● REQUIRED ACTION:
Note each line in the data holding the string "rest" and report it.
=== Section Start ===
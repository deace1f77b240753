//! Swiss tournament administration tool.
//!
//! Runs one command per invocation against the PostgreSQL-backed engine.

use std::sync::Arc;
use std::time::Instant;

use anyhow::{Context, Error};
use pico_args::Arguments;
use swiss_admin::cli::{self, HELP};
use swiss_admin::config::AdminConfig;
use swiss_admin::logging;
use swiss_tournament::db::Database;
use swiss_tournament::tournament::{TournamentError, TournamentManager};
use tracing::{error, info};

#[tokio::main]
async fn main() -> Result<(), Error> {
    // Load .env file if it exists
    let _ = dotenvy::dotenv();

    let Some(invocation) = cli::parse_args(Arguments::from_env())? else {
        print!("{HELP}");
        return Ok(());
    };

    logging::init();

    let config = AdminConfig::from_env(invocation.database_url.clone(), invocation.bye_policy)?;
    config.validate()?;

    let db = Database::new(&config.database)
        .await
        .context("Failed to connect to database")?;
    info!("Database connected");

    let manager = TournamentManager::with_config(Arc::new(db.store()), config.engine);

    let started = Instant::now();
    let result = cli::execute(
        &invocation.command,
        invocation.tournament,
        &manager,
        Some(&db),
    )
    .await;
    let elapsed_ms = started.elapsed().as_millis() as u64;
    logging::log_command(invocation.command.name(), elapsed_ms, result.is_ok());

    db.close().await;

    match result {
        Ok(outcome) => {
            println!("{}", cli::render(&outcome, invocation.json)?);
            Ok(())
        }
        Err(err) => {
            if let Some(engine_err) = err.downcast_ref::<TournamentError>() {
                error!("{engine_err:?}");
                anyhow::bail!(engine_err.client_message());
            }
            Err(err)
        }
    }
}
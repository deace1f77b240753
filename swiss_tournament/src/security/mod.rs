//! Input validation for values arriving from untrusted callers.

pub mod sanitize;

pub use sanitize::sanitize_name;
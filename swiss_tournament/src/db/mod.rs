//! Database module providing PostgreSQL connection pooling and the tournament stores.
//!
//! The engine talks to its store only through [`TournamentStore`]; one call to
//! [`TournamentStore::begin`] is one atomic unit of work.

use sqlx::Row;
use sqlx::postgres::{PgPool, PgPoolOptions};
use std::sync::Arc;
use std::time::{Duration, Instant};

pub mod config;
pub mod memory;
pub mod store;
pub mod timeouts;

pub use config::DatabaseConfig;
pub use memory::MemoryTournamentStore;
pub use store::{LockMode, PgTournamentStore, StoreTransaction, TournamentStore};

const SCHEMA: &str = include_str!("schema.sql");

/// Connection pool plus the per-query deadline handed to stores
#[derive(Clone)]
pub struct Database {
    pool: PgPool,
    query_timeout: Duration,
}

impl Database {
    /// Open a pool sized and timed by `config`
    ///
    /// ```no_run
    /// use swiss_tournament::db::{Database, DatabaseConfig};
    ///
    /// #[tokio::main]
    /// async fn main() -> Result<(), sqlx::Error> {
    ///     let db = Database::new(&DatabaseConfig::from_env()).await?;
    ///     db.apply_schema().await?;
    ///     Ok(())
    /// }
    /// ```
    pub async fn new(config: &DatabaseConfig) -> Result<Self, sqlx::Error> {
        log::info!(
            "Connecting to {} (pool {}..={})",
            redact_url(&config.database_url),
            config.min_connections,
            config.max_connections
        );

        let pool = PgPoolOptions::new()
            .max_connections(config.max_connections)
            .min_connections(config.min_connections)
            .acquire_timeout(Duration::from_secs(config.connection_timeout_secs))
            .idle_timeout(Duration::from_secs(config.idle_timeout_secs))
            .max_lifetime(Duration::from_secs(config.max_lifetime_secs))
            .connect(&config.database_url)
            .await?;

        Ok(Self {
            pool,
            query_timeout: config.query_timeout(),
        })
    }

    /// Underlying pool, for statements outside the store
    pub fn pool(&self) -> &PgPool {
        &self.pool
    }

    /// Tournament store backed by this pool
    pub fn store(&self) -> PgTournamentStore {
        PgTournamentStore::new(Arc::new(self.pool.clone()), self.query_timeout)
    }

    /// Create the tournament tables if they do not exist yet
    pub async fn apply_schema(&self) -> Result<(), sqlx::Error> {
        sqlx::raw_sql(SCHEMA).execute(&self.pool).await?;
        log::info!("Tournament schema applied");
        Ok(())
    }

    /// Whether the tournament tables exist
    pub async fn schema_present(&self) -> Result<bool, sqlx::Error> {
        let row = sqlx::query("SELECT to_regclass('match_results') IS NOT NULL AS present")
            .fetch_one(&self.pool)
            .await?;
        Ok(row.get("present"))
    }

    /// Round-trip a trivial query, returning its latency
    pub async fn health_check(&self) -> Result<Duration, sqlx::Error> {
        let started = Instant::now();
        sqlx::query("SELECT 1").execute(&self.pool).await?;
        Ok(started.elapsed())
    }

    pub async fn close(self) {
        self.pool.close().await;
    }
}

/// Connection URL with any password replaced, for logging
fn redact_url(url: &str) -> String {
    let Some((scheme, rest)) = url.split_once("://") else {
        return url.to_string();
    };
    match rest.split_once('@') {
        Some((credentials, host)) => {
            let user = credentials.split(':').next().unwrap_or_default();
            if credentials.contains(':') {
                format!("{scheme}://{user}:***@{host}")
            } else {
                format!("{scheme}://{user}@{host}")
            }
        }
        None => url.to_string(),
    }
}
=== Section End ===
● RESPONSE AREA:
    let Some((scheme, rest)) = url.split_once("://") else {
    match rest.split_once('@') {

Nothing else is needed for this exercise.